• About this exercise: Return the entire listing, word for word.
━━━━━━━━━━━━━━━━
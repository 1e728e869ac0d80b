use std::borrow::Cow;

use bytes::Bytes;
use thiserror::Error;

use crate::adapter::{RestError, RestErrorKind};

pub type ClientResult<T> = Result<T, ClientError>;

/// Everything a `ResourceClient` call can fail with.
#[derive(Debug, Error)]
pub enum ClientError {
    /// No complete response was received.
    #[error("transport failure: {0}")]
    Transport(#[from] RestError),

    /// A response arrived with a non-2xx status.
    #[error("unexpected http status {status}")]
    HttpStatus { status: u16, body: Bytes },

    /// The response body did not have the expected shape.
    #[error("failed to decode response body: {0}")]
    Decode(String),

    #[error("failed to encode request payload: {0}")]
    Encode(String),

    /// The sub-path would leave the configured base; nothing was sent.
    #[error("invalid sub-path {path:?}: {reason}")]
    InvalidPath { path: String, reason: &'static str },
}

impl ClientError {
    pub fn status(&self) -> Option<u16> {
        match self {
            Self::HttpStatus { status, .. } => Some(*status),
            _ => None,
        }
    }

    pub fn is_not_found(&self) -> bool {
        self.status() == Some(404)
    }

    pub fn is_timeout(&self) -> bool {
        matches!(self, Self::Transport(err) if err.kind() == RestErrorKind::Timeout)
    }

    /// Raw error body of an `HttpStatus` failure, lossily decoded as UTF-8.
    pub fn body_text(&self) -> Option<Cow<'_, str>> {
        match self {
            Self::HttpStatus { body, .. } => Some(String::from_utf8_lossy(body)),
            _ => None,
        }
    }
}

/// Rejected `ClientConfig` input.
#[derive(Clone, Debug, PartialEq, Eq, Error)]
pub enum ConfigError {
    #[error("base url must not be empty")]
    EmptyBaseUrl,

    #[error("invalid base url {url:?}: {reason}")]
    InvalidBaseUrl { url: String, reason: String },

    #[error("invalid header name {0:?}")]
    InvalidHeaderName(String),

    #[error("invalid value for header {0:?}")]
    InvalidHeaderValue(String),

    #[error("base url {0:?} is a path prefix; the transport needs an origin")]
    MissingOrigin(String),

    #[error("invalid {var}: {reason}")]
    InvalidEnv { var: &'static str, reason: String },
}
━━━━━━━━━━━━━━━━
• Answer box:
repository 1e728e869ac0d80b
use std::borrow::Cow;

use bytes::Bytes;
use thiserror::Error;

use crate::adapter::{RestError, RestErrorKind};

pub type ClientResult<T> = Result<T, ClientError>;

/// Everything a `ResourceClient` call can fail with.
#[derive(Debug, Error)]
pub enum ClientError {
    /// No complete response was received.
    #[error("transport failure: {0}")]
    Transport(#[from] RestError),

    /// A response arrived with a non-2xx status.
    #[error("unexpected http status {status}")]
    HttpStatus { status: u16, body: Bytes },

    /// The response body did not have the expected shape.
    #[error("failed to decode response body: {0}")]
    Decode(String),

    #[error("failed to encode request payload: {0}")]
    Encode(String),

    /// The sub-path would leave the configured base; nothing was sent.
    #[error("invalid sub-path {path:?}: {reason}")]
    InvalidPath { path: String, reason: &'static str },
}

impl ClientError {
    pub fn status(&self) -> Option<u16> {
        match self {
            Self::HttpStatus { status, .. } => Some(*status),
            _ => None,
        }
    }

    pub fn is_not_found(&self) -> bool {
        self.status() == Some(404)
    }

    pub fn is_timeout(&self) -> bool {
        matches!(self, Self::Transport(err) if err.kind() == RestErrorKind::Timeout)
    }

    /// Raw error body of an `HttpStatus` failure, lossily decoded as UTF-8.
    pub fn body_text(&self) -> Option<Cow<'_, str>> {
        match self {
            Self::HttpStatus { body, .. } => Some(String::from_utf8_lossy(body)),
            _ => None,
        }
    }
}

/// Rejected `ClientConfig` input.
#[derive(Clone, Debug, PartialEq, Eq, Error)]
pub enum ConfigError {
    #[error("base url must not be empty")]
    EmptyBaseUrl,

    #[error("invalid base url {url:?}: {reason}")]
    InvalidBaseUrl { url: String, reason: String },

    #[error("invalid header name {0:?}")]
    InvalidHeaderName(String),

    #[error("invalid value for header {0:?}")]
    InvalidHeaderValue(String),

    #[error("base url {0:?} is a path prefix; the transport needs an origin")]
    MissingOrigin(String),

    #[error("invalid {var}: {reason}")]
    InvalidEnv { var: &'static str, reason: String },
}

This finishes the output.